In a lot of ways there’s a need for accountability on both sides of the coin. The “Internet balls” phenomenon is alive and well and many social media users trick themselves into thinking they can say whatever they please online when it comes to real-life circumstances simply because they’re behind the safety of a computer screen (for the moment) and that’s certainly not OK. But it’s also not acceptable to migrate an Internet beef into a brawl in the streets over comments that 1. May or may not be directed at you, 2. No one else probably knows are directed at you, 3. Are just not that serious. Just last week we saw the violent viral video of the teen dragging another girl out of the house and beating and stomping her all the way into the front yard over Twitter. At some point we have to realize what’s more important—our future as a free law-abiding citizen or checking someone over something 25 people probably noticed on the Twitterverse.

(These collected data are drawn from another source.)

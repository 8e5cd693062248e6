use actix_web::{web, App, HttpServer};
use sqlx::postgres::PgPoolOptions;
use std::io;
use std::sync::Arc;
use tracing_subscriber::{layer::SubscriberExt, util::SubscriberInitExt};

use square_service::config::Config;
use square_service::db::PgCandidateStore;
use square_service::handlers::{get_stream, health, SquareHandlerState};
use square_service::metrics;
use square_service::registry::default_registry;
use square_service::services::{CandidateStore, ItemSerializer, RegistryPayloadSerializer, SquareService};

#[actix_web::main]
async fn main() -> io::Result<()> {
    dotenvy::dotenv().ok();

    tracing_subscriber::registry()
        .with(
            tracing_subscriber::EnvFilter::try_from_default_env()
                .unwrap_or_else(|_| "info,actix_web=debug".into()),
        )
        .with(
            tracing_subscriber::fmt::layer()
                .json()
                .with_current_span(true)
                .with_thread_ids(true)
                .with_line_number(true)
                .with_file(true)
                .with_target(true),
        )
        .init();

    let config = match Config::from_env() {
        Ok(cfg) => cfg,
        Err(e) => {
            tracing::error!("Configuration loading failed: {}", e);
            eprintln!("ERROR: Failed to load configuration: {}", e);
            std::process::exit(1);
        }
    };

    tracing::info!("Starting square-service v{}", env!("CARGO_PKG_VERSION"));
    tracing::info!("Environment: {}", config.app.env);

    // Duplicate kinds are a configuration error and must fail the boot, not
    // a request.
    let registry = match default_registry() {
        Ok(registry) => Arc::new(registry),
        Err(e) => {
            tracing::error!("Content source registration failed: {}", e);
            eprintln!("ERROR: {}", e);
            std::process::exit(1);
        }
    };
    tracing::info!(
        kinds = registry.list().len(),
        "content source registry initialized"
    );

    let pool = match PgPoolOptions::new()
        .max_connections(config.database.max_connections)
        .connect(&config.database.url)
        .await
    {
        Ok(pool) => pool,
        Err(e) => {
            tracing::error!("Database connection failed: {}", e);
            eprintln!("ERROR: Failed to connect to database: {}", e);
            std::process::exit(1);
        }
    };

    let store: Arc<dyn CandidateStore> = Arc::new(PgCandidateStore::new(
        pool,
        registry.clone(),
        config.square.candidate_window,
    ));
    let serializer: Arc<dyn ItemSerializer> =
        Arc::new(RegistryPayloadSerializer::new(registry.clone()));
    let service = Arc::new(SquareService::new(registry, store, serializer));
    let state = web::Data::new(SquareHandlerState { service });

    let bind_addr = (config.app.host.clone(), config.app.port);
    tracing::info!("Listening on {}:{}", bind_addr.0, bind_addr.1);

    HttpServer::new(move || {
        App::new()
            .app_data(state.clone())
            .service(web::scope("/api/v1/square").service(get_stream))
            .service(health)
            .route("/metrics", web::get().to(metrics::export))
    })
    .bind(bind_addr)?
    .run()
    .await
}
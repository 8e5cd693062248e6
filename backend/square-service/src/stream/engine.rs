//! Page assembly over the tier set
//!
//! The engine restricts the base candidate set to items strictly before the
//! cursor, sorts it under the stream order, then walks the tiers in fixed
//! order, consuming at most `tier.limit()` items per tier and at most `limit`
//! items overall, deduplicated through the caller's used-id accumulator.

use tracing::debug;

use crate::metrics::STREAM_TIER_ITEMS;
use crate::models::{StreamItem, Viewer};
use crate::stream::tiers::{default_tiers, StreamTier};
use crate::stream::{Cursor, UsedIds};

pub struct StreamEngine {
    tiers: Vec<Box<dyn StreamTier>>,
}

impl Default for StreamEngine {
    fn default() -> Self {
        Self {
            tiers: default_tiers(),
        }
    }
}

impl StreamEngine {
    pub fn new(tiers: Vec<Box<dyn StreamTier>>) -> Self {
        Self { tiers }
    }

    /// Assemble up to `limit` deduplicated items from `base`.
    ///
    /// Returning fewer than `limit` items signals tier exhaustion, not
    /// failure. Within one call no id appears twice; results are ordered
    /// within each tier but not globally across tier boundaries (a strong
    /// item may be older than a weak one).
    pub fn apply(
        &self,
        base: Vec<StreamItem>,
        seed: &StreamItem,
        viewer: Viewer,
        cursor: Option<&Cursor>,
        limit: usize,
        used: &mut UsedIds,
    ) -> Vec<StreamItem> {
        let mut window: Vec<StreamItem> = match cursor {
            Some(c) => base
                .into_iter()
                .filter(|item| c.admits(item.published_at(), item.id()))
                .collect(),
            None => base,
        };
        window.sort_by(|a, b| b.order_key().cmp(&a.order_key()));

        let mut results: Vec<StreamItem> = Vec::with_capacity(limit.min(window.len()));
        for tier in &self.tiers {
            if results.len() >= limit {
                break;
            }
            let candidates = tier.select(&window, seed, viewer, used.as_set());
            let mut taken = 0usize;
            for item in candidates {
                if results.len() >= limit || taken >= tier.limit() {
                    break;
                }
                if used.insert(item.id()) {
                    taken += 1;
                    results.push(item);
                }
            }
            if taken > 0 {
                STREAM_TIER_ITEMS
                    .with_label_values(&[tier.name()])
                    .inc_by(taken as u64);
            }
            debug!(tier = tier.name(), taken, total = results.len(), "tier consumed");
        }
        results
    }
}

Although I’m sure there have been instances of white folks coming to blows over Internet beef we seem to be the main perpetrators of this trend and ironically I think it has to do with some black people’s need to protect their image. It’s interesting because we talk about the negative images we’re tired of seeing on this site all day, but some people are so concerned with defending their reputation and the image people have of them that when it’s disrespected or challenged online it becomes as real as if someone were saying it directly to their face. I think this phenomenon also speaks to the inherent anger people are harboring inside or they’re simply looking for a reason to get into it. If by the time you get through reading someone’s timeline or trying to find their latest posts on Facebook and when you get in your car and over to wherever the other person is, you still feel like beating the brakes off of them over a few words, you may need to sign up for the Tami Roman school of anger management. It’s just not worth it boo boo.
I’m certainly not about Internet thugging but the violent manner in which these situations are being handled—and increasingly by women—just isn’t worth it. Internet beef needs to be kept and squashed online so you can go about your real life sensibly.
Why do you think so many people are quick to fight in real life over things said over the Internet?